Your task is to copy each line of the material below that includes "filename".
--*--
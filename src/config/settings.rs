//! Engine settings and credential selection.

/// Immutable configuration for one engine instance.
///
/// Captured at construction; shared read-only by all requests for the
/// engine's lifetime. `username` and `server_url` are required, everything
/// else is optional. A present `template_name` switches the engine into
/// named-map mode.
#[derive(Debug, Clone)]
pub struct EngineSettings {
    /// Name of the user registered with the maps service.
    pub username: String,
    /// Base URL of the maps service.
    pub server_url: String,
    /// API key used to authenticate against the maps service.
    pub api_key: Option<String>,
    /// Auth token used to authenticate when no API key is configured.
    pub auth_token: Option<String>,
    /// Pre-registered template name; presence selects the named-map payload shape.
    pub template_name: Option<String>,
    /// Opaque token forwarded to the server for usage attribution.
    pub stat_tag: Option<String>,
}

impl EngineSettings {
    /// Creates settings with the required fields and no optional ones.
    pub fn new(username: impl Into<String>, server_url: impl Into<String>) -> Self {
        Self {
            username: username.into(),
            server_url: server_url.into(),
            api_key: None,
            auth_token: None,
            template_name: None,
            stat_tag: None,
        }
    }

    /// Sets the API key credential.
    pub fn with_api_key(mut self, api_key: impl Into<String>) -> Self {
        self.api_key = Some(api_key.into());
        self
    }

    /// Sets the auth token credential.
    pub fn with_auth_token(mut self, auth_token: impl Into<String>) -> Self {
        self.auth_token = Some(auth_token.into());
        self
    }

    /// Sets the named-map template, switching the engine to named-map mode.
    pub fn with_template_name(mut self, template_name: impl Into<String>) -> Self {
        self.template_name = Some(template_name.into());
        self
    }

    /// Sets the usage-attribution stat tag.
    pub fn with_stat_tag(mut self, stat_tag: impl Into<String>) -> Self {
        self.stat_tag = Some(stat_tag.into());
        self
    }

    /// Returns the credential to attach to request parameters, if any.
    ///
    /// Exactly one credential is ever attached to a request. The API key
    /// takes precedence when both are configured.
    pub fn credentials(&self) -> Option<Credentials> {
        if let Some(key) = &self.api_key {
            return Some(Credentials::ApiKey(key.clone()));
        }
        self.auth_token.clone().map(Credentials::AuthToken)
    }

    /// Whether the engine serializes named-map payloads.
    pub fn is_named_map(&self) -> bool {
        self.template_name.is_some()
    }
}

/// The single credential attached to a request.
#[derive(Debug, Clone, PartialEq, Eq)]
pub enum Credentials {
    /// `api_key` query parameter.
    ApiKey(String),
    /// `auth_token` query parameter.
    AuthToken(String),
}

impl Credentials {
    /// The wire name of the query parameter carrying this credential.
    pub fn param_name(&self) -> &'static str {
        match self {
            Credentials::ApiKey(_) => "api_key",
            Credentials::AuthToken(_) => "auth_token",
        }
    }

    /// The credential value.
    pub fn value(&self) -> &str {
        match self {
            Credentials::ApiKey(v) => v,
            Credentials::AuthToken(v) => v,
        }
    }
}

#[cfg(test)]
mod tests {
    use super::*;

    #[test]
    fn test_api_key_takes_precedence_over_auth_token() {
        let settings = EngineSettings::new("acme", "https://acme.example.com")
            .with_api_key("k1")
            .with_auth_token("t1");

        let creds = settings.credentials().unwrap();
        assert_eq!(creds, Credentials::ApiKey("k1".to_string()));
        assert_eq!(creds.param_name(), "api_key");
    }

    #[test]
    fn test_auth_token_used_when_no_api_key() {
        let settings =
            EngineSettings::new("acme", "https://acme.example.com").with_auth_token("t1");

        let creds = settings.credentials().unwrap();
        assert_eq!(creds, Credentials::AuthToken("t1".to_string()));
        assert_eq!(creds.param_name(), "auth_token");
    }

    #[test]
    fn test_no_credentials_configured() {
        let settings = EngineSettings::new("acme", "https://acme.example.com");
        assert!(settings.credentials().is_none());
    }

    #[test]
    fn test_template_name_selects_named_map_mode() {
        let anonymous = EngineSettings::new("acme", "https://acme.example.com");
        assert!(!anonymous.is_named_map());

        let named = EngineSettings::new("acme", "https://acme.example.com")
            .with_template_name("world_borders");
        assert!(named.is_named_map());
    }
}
--*--
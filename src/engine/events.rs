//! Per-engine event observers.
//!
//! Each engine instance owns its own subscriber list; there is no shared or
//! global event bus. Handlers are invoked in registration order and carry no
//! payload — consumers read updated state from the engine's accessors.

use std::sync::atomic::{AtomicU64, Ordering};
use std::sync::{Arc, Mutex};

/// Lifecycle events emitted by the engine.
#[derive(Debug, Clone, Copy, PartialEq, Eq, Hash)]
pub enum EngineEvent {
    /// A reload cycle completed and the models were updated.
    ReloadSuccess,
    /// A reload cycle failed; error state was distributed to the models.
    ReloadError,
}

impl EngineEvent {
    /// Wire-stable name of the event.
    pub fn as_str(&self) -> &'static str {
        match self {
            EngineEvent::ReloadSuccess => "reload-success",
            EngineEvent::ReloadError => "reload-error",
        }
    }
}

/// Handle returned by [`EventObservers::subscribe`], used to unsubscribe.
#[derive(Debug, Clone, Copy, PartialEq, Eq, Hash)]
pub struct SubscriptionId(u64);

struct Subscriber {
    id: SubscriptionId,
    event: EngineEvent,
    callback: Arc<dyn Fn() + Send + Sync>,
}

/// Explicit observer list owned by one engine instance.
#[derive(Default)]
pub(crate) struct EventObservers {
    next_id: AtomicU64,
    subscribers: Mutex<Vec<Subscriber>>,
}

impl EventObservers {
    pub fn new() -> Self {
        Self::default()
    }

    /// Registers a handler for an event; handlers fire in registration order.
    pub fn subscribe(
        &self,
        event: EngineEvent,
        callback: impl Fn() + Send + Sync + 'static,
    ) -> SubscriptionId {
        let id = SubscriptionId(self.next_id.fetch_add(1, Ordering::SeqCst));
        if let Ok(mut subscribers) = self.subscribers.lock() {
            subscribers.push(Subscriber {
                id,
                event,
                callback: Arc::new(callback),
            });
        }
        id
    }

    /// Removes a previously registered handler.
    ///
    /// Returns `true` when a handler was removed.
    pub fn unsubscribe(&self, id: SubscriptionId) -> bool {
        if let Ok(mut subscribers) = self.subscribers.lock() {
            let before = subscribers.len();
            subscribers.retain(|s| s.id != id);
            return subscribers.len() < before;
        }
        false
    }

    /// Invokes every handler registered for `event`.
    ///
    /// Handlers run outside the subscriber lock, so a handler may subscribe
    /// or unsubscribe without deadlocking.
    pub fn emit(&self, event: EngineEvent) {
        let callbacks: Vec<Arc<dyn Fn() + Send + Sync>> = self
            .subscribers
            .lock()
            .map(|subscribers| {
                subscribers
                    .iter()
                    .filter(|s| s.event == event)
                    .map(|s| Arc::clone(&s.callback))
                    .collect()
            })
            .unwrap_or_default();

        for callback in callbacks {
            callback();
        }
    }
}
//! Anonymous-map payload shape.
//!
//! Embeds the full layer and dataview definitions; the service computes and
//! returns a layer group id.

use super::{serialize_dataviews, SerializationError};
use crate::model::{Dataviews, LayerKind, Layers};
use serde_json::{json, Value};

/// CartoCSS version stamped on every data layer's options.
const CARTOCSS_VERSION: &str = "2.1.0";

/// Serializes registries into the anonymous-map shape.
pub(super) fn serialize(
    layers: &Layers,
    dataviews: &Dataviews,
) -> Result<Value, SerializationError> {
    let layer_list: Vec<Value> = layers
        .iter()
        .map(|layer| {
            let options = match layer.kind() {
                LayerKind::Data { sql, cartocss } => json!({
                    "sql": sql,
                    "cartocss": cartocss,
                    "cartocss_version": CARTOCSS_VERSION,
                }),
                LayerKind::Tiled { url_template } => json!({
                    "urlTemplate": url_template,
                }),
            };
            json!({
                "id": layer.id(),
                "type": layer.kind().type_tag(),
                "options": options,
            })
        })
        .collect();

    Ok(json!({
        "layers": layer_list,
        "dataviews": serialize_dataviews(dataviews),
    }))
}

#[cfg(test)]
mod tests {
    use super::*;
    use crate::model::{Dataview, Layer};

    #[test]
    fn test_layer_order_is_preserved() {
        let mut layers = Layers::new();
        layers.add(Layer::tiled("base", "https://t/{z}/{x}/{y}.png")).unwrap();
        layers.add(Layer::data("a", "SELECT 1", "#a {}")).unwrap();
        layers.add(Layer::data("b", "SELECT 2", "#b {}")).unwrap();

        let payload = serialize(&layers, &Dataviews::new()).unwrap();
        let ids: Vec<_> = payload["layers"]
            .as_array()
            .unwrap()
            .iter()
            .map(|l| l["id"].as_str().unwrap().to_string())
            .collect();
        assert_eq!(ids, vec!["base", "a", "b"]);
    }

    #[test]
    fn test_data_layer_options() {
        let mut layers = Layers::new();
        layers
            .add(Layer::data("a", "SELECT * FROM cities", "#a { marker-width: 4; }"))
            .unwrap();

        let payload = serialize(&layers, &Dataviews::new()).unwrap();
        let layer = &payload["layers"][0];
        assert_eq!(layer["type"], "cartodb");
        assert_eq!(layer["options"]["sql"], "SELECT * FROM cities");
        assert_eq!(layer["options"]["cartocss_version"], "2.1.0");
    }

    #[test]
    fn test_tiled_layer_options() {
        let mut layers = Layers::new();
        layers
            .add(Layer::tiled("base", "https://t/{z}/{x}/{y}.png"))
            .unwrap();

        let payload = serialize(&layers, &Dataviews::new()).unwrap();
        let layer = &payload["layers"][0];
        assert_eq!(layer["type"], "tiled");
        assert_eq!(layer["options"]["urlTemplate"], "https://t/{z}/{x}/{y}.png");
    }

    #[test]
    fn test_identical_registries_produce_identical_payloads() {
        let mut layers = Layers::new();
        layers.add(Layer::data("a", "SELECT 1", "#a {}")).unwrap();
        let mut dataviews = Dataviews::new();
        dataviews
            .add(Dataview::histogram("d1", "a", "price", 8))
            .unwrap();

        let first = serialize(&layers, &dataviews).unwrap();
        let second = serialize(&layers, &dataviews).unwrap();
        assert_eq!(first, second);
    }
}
--*--
* Response for this exercise:
filename src/config/settings.rs
filename src/engine/events.rs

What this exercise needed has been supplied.